Given data:
+++
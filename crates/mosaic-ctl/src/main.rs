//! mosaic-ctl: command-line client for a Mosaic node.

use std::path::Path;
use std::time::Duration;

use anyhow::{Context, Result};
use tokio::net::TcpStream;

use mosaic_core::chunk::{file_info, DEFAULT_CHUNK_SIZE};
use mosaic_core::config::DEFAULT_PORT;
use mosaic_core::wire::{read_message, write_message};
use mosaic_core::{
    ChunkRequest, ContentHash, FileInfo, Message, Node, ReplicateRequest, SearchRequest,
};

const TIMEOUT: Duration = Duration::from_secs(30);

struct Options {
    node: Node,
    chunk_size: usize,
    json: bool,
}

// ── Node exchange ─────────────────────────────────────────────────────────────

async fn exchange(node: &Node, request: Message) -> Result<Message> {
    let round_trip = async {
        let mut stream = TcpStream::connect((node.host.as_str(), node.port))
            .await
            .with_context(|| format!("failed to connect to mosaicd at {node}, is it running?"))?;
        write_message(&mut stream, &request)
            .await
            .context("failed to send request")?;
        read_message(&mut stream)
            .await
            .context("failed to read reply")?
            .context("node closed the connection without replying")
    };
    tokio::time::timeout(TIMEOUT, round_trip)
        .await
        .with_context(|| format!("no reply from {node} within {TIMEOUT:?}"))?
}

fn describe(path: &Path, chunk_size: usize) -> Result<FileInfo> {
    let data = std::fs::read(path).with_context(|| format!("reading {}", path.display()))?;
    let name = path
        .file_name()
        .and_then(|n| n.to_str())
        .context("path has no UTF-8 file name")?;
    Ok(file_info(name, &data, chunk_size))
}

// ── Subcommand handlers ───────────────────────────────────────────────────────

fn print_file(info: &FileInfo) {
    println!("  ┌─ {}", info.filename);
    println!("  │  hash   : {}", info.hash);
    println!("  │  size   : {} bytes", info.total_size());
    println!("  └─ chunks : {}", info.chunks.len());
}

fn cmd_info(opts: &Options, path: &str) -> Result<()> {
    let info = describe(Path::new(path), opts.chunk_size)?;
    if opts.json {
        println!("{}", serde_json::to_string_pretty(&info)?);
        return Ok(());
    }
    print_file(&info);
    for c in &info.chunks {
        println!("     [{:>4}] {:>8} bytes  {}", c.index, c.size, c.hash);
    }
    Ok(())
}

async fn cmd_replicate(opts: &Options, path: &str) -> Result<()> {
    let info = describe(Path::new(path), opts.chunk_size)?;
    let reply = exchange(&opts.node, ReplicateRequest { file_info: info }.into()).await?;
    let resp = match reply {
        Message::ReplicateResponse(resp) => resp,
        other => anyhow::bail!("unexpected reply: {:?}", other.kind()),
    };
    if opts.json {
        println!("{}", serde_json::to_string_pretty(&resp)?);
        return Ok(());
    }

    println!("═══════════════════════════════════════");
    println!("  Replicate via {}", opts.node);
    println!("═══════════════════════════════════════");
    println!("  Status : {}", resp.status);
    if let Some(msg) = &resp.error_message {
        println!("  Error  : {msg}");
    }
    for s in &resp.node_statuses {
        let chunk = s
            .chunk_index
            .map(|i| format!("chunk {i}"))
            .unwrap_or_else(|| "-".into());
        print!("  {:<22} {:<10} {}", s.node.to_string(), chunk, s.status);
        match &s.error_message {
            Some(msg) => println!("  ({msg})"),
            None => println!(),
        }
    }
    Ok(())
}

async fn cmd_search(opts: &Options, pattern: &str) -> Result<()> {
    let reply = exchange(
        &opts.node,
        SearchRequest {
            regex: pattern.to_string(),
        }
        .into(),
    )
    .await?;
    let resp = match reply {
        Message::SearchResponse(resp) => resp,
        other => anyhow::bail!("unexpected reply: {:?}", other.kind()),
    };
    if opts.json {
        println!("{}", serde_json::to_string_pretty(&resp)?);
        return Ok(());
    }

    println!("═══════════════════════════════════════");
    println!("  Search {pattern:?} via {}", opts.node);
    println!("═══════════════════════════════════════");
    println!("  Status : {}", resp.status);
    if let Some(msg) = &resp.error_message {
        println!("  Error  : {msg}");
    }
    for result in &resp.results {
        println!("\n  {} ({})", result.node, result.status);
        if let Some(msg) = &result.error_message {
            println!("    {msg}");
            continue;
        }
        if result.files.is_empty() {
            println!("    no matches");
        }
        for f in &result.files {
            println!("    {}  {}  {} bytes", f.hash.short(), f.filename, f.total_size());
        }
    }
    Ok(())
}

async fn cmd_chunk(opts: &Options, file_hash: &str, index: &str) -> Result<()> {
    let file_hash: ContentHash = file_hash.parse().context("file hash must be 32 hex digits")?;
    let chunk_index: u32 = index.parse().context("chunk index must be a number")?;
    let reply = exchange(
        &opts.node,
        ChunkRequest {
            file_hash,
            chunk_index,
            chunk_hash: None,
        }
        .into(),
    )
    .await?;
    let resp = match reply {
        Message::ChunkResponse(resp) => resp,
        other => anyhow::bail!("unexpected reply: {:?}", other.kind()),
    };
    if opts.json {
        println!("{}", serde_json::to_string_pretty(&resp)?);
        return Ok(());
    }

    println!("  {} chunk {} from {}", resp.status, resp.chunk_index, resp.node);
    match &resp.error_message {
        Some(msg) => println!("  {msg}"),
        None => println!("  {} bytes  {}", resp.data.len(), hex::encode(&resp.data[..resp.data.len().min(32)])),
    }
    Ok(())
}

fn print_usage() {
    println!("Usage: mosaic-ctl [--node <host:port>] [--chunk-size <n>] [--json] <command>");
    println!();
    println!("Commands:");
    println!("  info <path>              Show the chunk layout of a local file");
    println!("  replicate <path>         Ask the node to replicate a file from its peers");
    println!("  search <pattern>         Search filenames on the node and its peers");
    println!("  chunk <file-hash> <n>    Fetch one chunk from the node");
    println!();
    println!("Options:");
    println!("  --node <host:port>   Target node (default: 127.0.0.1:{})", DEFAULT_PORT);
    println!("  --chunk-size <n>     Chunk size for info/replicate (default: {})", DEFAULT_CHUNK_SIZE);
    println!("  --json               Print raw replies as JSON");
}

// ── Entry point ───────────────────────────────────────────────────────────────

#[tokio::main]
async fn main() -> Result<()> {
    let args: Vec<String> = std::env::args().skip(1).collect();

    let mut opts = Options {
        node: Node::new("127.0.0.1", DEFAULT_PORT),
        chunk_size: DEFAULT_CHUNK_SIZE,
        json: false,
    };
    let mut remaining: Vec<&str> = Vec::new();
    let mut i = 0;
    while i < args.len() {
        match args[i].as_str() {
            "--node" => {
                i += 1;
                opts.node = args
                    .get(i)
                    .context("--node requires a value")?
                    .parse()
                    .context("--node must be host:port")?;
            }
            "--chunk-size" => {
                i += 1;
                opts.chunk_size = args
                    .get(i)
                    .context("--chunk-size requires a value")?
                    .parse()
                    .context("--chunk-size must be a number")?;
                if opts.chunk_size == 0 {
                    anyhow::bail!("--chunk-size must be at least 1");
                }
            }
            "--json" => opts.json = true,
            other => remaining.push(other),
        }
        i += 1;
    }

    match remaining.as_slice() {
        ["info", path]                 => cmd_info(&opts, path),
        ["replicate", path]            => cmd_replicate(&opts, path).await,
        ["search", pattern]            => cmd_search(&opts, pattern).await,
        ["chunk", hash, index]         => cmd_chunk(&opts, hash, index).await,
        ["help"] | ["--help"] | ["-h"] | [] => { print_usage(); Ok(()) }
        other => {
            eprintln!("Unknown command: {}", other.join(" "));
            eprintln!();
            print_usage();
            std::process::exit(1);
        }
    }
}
+++
Exercise directions:
Reproduce every entry above without a single alteration.

Answer section:
filename crates/mosaic-ctl/src/main.rs
//! mosaic-ctl: command-line client for a Mosaic node.

use std::path::Path;
use std::time::Duration;

use anyhow::{Context, Result};
use tokio::net::TcpStream;

use mosaic_core::chunk::{file_info, DEFAULT_CHUNK_SIZE};
use mosaic_core::config::DEFAULT_PORT;
use mosaic_core::wire::{read_message, write_message};
use mosaic_core::{
    ChunkRequest, ContentHash, FileInfo, Message, Node, ReplicateRequest, SearchRequest,
};

const TIMEOUT: Duration = Duration::from_secs(30);

struct Options {
    node: Node,
    chunk_size: usize,
    json: bool,
}

// ── Node exchange ─────────────────────────────────────────────────────────────

async fn exchange(node: &Node, request: Message) -> Result<Message> {
    let round_trip = async {
        let mut stream = TcpStream::connect((node.host.as_str(), node.port))
            .await
            .with_context(|| format!("failed to connect to mosaicd at {node}, is it running?"))?;
        write_message(&mut stream, &request)
            .await
            .context("failed to send request")?;
        read_message(&mut stream)
            .await
            .context("failed to read reply")?
            .context("node closed the connection without replying")
    };
    tokio::time::timeout(TIMEOUT, round_trip)
        .await
        .with_context(|| format!("no reply from {node} within {TIMEOUT:?}"))?
}

fn describe(path: &Path, chunk_size: usize) -> Result<FileInfo> {
    let data = std::fs::read(path).with_context(|| format!("reading {}", path.display()))?;
    let name = path
        .file_name()
        .and_then(|n| n.to_str())
        .context("path has no UTF-8 file name")?;
    Ok(file_info(name, &data, chunk_size))
}

// ── Subcommand handlers ───────────────────────────────────────────────────────

fn print_file(info: &FileInfo) {
    println!("  ┌─ {}", info.filename);
    println!("  │  hash   : {}", info.hash);
    println!("  │  size   : {} bytes", info.total_size());
    println!("  └─ chunks : {}", info.chunks.len());
}

fn cmd_info(opts: &Options, path: &str) -> Result<()> {
    let info = describe(Path::new(path), opts.chunk_size)?;
    if opts.json {
        println!("{}", serde_json::to_string_pretty(&info)?);
        return Ok(());
    }
    print_file(&info);
    for c in &info.chunks {
        println!("     [{:>4}] {:>8} bytes  {}", c.index, c.size, c.hash);
    }
    Ok(())
}

async fn cmd_replicate(opts: &Options, path: &str) -> Result<()> {
    let info = describe(Path::new(path), opts.chunk_size)?;
    let reply = exchange(&opts.node, ReplicateRequest { file_info: info }.into()).await?;
    let resp = match reply {
        Message::ReplicateResponse(resp) => resp,
        other => anyhow::bail!("unexpected reply: {:?}", other.kind()),
    };
    if opts.json {
        println!("{}", serde_json::to_string_pretty(&resp)?);
        return Ok(());
    }

    println!("═══════════════════════════════════════");
    println!("  Replicate via {}", opts.node);
    println!("═══════════════════════════════════════");
    println!("  Status : {}", resp.status);
    if let Some(msg) = &resp.error_message {
        println!("  Error  : {msg}");
    }
    for s in &resp.node_statuses {
        let chunk = s
            .chunk_index
            .map(|i| format!("chunk {i}"))
            .unwrap_or_else(|| "-".into());
        print!("  {:<22} {:<10} {}", s.node.to_string(), chunk, s.status);
        match &s.error_message {
            Some(msg) => println!("  ({msg})"),
            None => println!(),
        }
    }
    Ok(())
}

async fn cmd_search(opts: &Options, pattern: &str) -> Result<()> {
    let reply = exchange(
        &opts.node,
        SearchRequest {
            regex: pattern.to_string(),
        }
        .into(),
    )
    .await?;
    let resp = match reply {
        Message::SearchResponse(resp) => resp,
        other => anyhow::bail!("unexpected reply: {:?}", other.kind()),
    };
    if opts.json {
        println!("{}", serde_json::to_string_pretty(&resp)?);
        return Ok(());
    }

    println!("═══════════════════════════════════════");
    println!("  Search {pattern:?} via {}", opts.node);
    println!("═══════════════════════════════════════");
    println!("  Status : {}", resp.status);
    if let Some(msg) = &resp.error_message {
        println!("  Error  : {msg}");
    }
    for result in &resp.results {
        println!("\n  {} ({})", result.node, result.status);
        if let Some(msg) = &result.error_message {
            println!("    {msg}");
            continue;
        }
        if result.files.is_empty() {
            println!("    no matches");
        }
        for f in &result.files {
            println!("    {}  {}  {} bytes", f.hash.short(), f.filename, f.total_size());
        }
    }
    Ok(())
}

async fn cmd_chunk(opts: &Options, file_hash: &str, index: &str) -> Result<()> {
    let file_hash: ContentHash = file_hash.parse().context("file hash must be 32 hex digits")?;
    let chunk_index: u32 = index.parse().context("chunk index must be a number")?;
    let reply = exchange(
        &opts.node,
        ChunkRequest {
            file_hash,
            chunk_index,
            chunk_hash: None,
        }
        .into(),
    )
    .await?;
    let resp = match reply {
        Message::ChunkResponse(resp) => resp,
        other => anyhow::bail!("unexpected reply: {:?}", other.kind()),
    };
    if opts.json {
        println!("{}", serde_json::to_string_pretty(&resp)?);
        return Ok(());
    }

    println!("  {} chunk {} from {}", resp.status, resp.chunk_index, resp.node);
    match &resp.error_message {
        Some(msg) => println!("  {msg}"),
        None => println!("  {} bytes  {}", resp.data.len(), hex::encode(&resp.data[..resp.data.len().min(32)])),
    }
    Ok(())
}

fn print_usage() {
    println!("Usage: mosaic-ctl [--node <host:port>] [--chunk-size <n>] [--json] <command>");
    println!();
    println!("Commands:");
    println!("  info <path>              Show the chunk layout of a local file");
    println!("  replicate <path>         Ask the node to replicate a file from its peers");
    println!("  search <pattern>         Search filenames on the node and its peers");
    println!("  chunk <file-hash> <n>    Fetch one chunk from the node");
    println!();
    println!("Options:");
    println!("  --node <host:port>   Target node (default: 127.0.0.1:{})", DEFAULT_PORT);
    println!("  --chunk-size <n>     Chunk size for info/replicate (default: {})", DEFAULT_CHUNK_SIZE);
    println!("  --json               Print raw replies as JSON");
}

// ── Entry point ───────────────────────────────────────────────────────────────

#[tokio::main]
async fn main() -> Result<()> {
    let args: Vec<String> = std::env::args().skip(1).collect();

    let mut opts = Options {
        node: Node::new("127.0.0.1", DEFAULT_PORT),
        chunk_size: DEFAULT_CHUNK_SIZE,
        json: false,
    };
    let mut remaining: Vec<&str> = Vec::new();
    let mut i = 0;
    while i < args.len() {
        match args[i].as_str() {
            "--node" => {
                i += 1;
                opts.node = args
                    .get(i)
                    .context("--node requires a value")?
                    .parse()
                    .context("--node must be host:port")?;
            }
            "--chunk-size" => {
                i += 1;
                opts.chunk_size = args
                    .get(i)
                    .context("--chunk-size requires a value")?
                    .parse()
                    .context("--chunk-size must be a number")?;
                if opts.chunk_size == 0 {
                    anyhow::bail!("--chunk-size must be at least 1");
                }
            }
            "--json" => opts.json = true,
            other => remaining.push(other),
        }
        i += 1;
    }

    match remaining.as_slice() {
        ["info", path]                 => cmd_info(&opts, path),
        ["replicate", path]            => cmd_replicate(&opts, path).await,
        ["search", pattern]            => cmd_search(&opts, pattern).await,
        ["chunk", hash, index]         => cmd_chunk(&opts, hash, index).await,
        ["help"] | ["--help"] | ["-h"] | [] => { print_usage(); Ok(()) }
        other => {
            eprintln!("Unknown command: {}", other.join(" "));
            eprintln!();
            print_usage();
            std::process::exit(1);
        }
    }
}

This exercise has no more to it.